=== Section Start ===

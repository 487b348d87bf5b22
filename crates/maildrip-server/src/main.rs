//! maildrip - Scheduled campaign delivery server entry point

mod http;

use std::sync::Arc;
use std::time::Duration;

use anyhow::{bail, Result};
use maildrip_common::config::{Config, LoggingConfig};
use maildrip_core::{Dispatcher, HttpEmailTransport, RetryPolicy, StaticCredentials};
use maildrip_storage::db::DatabasePool;
use maildrip_storage::store::CampaignStore;
use maildrip_storage::{MemoryCampaignStore, PgCampaignStore};
use tracing::info;
use tracing_subscriber::{fmt, prelude::*, EnvFilter};

use crate::http::{create_router, AppState};

#[tokio::main]
async fn main() -> Result<()> {
    // Load configuration
    let config = Config::load()?;

    // Initialize logging
    init_logging(&config.logging);

    info!("Starting maildrip delivery server...");

    // Build the campaign store
    let store = build_store(&config).await?;

    // Email transport and delivery credentials
    let transport = Arc::new(HttpEmailTransport::from_config(&config.transport)?);
    let credentials = Arc::new(StaticCredentials::from_config(&config.credentials));

    // Dispatcher over the store, transport, and retry policy
    let policy = RetryPolicy::from_config(&config.scheduler);
    let dispatcher = Arc::new(Dispatcher::new(
        store.clone(),
        transport,
        credentials,
        policy,
    ));

    // Start the dispatch loop
    let dispatch_handle = {
        let dispatcher = dispatcher.clone();
        let poll_interval = Duration::from_secs(config.scheduler.poll_interval_secs);
        tokio::spawn(async move {
            dispatcher.run(poll_interval).await;
        })
    };

    // Start the admin/API server
    let api_handle = {
        let state = Arc::new(AppState { store, dispatcher });
        let bind = format!("{}:{}", config.server.bind_address, config.server.port);
        tokio::spawn(async move {
            let app = create_router(state);
            let listener = match tokio::net::TcpListener::bind(&bind).await {
                Ok(listener) => listener,
                Err(e) => {
                    tracing::error!("Failed to bind API server on {}: {}", bind, e);
                    return;
                }
            };
            info!("Starting API server on {}", bind);
            if let Err(e) = axum::serve(listener, app).await {
                tracing::error!("API server error: {}", e);
            }
        })
    };

    info!("maildrip server started successfully");

    // Wait for shutdown signal
    tokio::signal::ctrl_c().await?;
    info!("Shutdown signal received");

    dispatch_handle.abort();
    api_handle.abort();

    info!("maildrip server shutdown complete");

    Ok(())
}

/// Select the campaign store backend from configuration
async fn build_store(config: &Config) -> Result<Arc<dyn CampaignStore>> {
    match config.database.backend.as_str() {
        "postgres" => {
            let db_pool = DatabasePool::new(&config.database).await?;
            info!("Database connection established");

            db_pool.migrate().await?;
            info!("Database migrations completed");

            Ok(Arc::new(PgCampaignStore::new(db_pool.pool().clone())))
        }
        "memory" => {
            info!("Using in-memory campaign store");
            Ok(Arc::new(MemoryCampaignStore::new()))
        }
        other => bail!("unknown database backend: {}", other),
    }
}

fn init_logging(config: &LoggingConfig) {
    let filter = EnvFilter::try_from_default_env()
        .unwrap_or_else(|_| EnvFilter::new(format!("{},maildrip=debug", config.level)));

    let registry = tracing_subscriber::registry().with(filter);

    if config.format == "json" {
        registry.with(fmt::layer().json()).init();
    } else {
        registry
            .with(fmt::layer().with_target(true).with_level(true))
            .init();
    }
}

=== Section End ===

- REQUIRED ACTION
Every line above is to be transcribed exactly, with nothing missed.

- SOLUTION BELOW
repository 487b348d87bf5b22
filename crates/maildrip-server/src/main.rs
//! maildrip - Scheduled campaign delivery server entry point

mod http;

use std::sync::Arc;
use std::time::Duration;

use anyhow::{bail, Result};
use maildrip_common::config::{Config, LoggingConfig};
use maildrip_core::{Dispatcher, HttpEmailTransport, RetryPolicy, StaticCredentials};
use maildrip_storage::db::DatabasePool;
use maildrip_storage::store::CampaignStore;
use maildrip_storage::{MemoryCampaignStore, PgCampaignStore};
use tracing::info;
use tracing_subscriber::{fmt, prelude::*, EnvFilter};

use crate::http::{create_router, AppState};

#[tokio::main]
async fn main() -> Result<()> {
    // Load configuration
    let config = Config::load()?;

    // Initialize logging
    init_logging(&config.logging);

    info!("Starting maildrip delivery server...");

    // Build the campaign store
    let store = build_store(&config).await?;

    // Email transport and delivery credentials
    let transport = Arc::new(HttpEmailTransport::from_config(&config.transport)?);
    let credentials = Arc::new(StaticCredentials::from_config(&config.credentials));

    // Dispatcher over the store, transport, and retry policy
    let policy = RetryPolicy::from_config(&config.scheduler);
    let dispatcher = Arc::new(Dispatcher::new(
        store.clone(),
        transport,
        credentials,
        policy,
    ));

    // Start the dispatch loop
    let dispatch_handle = {
        let dispatcher = dispatcher.clone();
        let poll_interval = Duration::from_secs(config.scheduler.poll_interval_secs);
        tokio::spawn(async move {
            dispatcher.run(poll_interval).await;
        })
    };

    // Start the admin/API server
    let api_handle = {
        let state = Arc::new(AppState { store, dispatcher });
        let bind = format!("{}:{}", config.server.bind_address, config.server.port);
        tokio::spawn(async move {
            let app = create_router(state);
            let listener = match tokio::net::TcpListener::bind(&bind).await {
                Ok(listener) => listener,
                Err(e) => {
                    tracing::error!("Failed to bind API server on {}: {}", bind, e);
                    return;
                }
            };
            info!("Starting API server on {}", bind);
            if let Err(e) = axum::serve(listener, app).await {
                tracing::error!("API server error: {}", e);
            }
        })
    };

    info!("maildrip server started successfully");

    // Wait for shutdown signal
    tokio::signal::ctrl_c().await?;
    info!("Shutdown signal received");

    dispatch_handle.abort();
    api_handle.abort();

    info!("maildrip server shutdown complete");

    Ok(())
}

/// Select the campaign store backend from configuration
async fn build_store(config: &Config) -> Result<Arc<dyn CampaignStore>> {
    match config.database.backend.as_str() {
        "postgres" => {
            let db_pool = DatabasePool::new(&config.database).await?;
            info!("Database connection established");

            db_pool.migrate().await?;
            info!("Database migrations completed");

            Ok(Arc::new(PgCampaignStore::new(db_pool.pool().clone())))
        }
        "memory" => {
            info!("Using in-memory campaign store");
            Ok(Arc::new(MemoryCampaignStore::new()))
        }
        other => bail!("unknown database backend: {}", other),
    }
}

fn init_logging(config: &LoggingConfig) {
    let filter = EnvFilter::try_from_default_env()
        .unwrap_or_else(|_| EnvFilter::new(format!("{},maildrip=debug", config.level)));

    let registry = tracing_subscriber::registry().with(filter);

    if config.format == "json" {
        registry.with(fmt::layer().json()).init();
    } else {
        registry
            .with(fmt::layer().with_target(true).with_level(true))
            .init();
    }
}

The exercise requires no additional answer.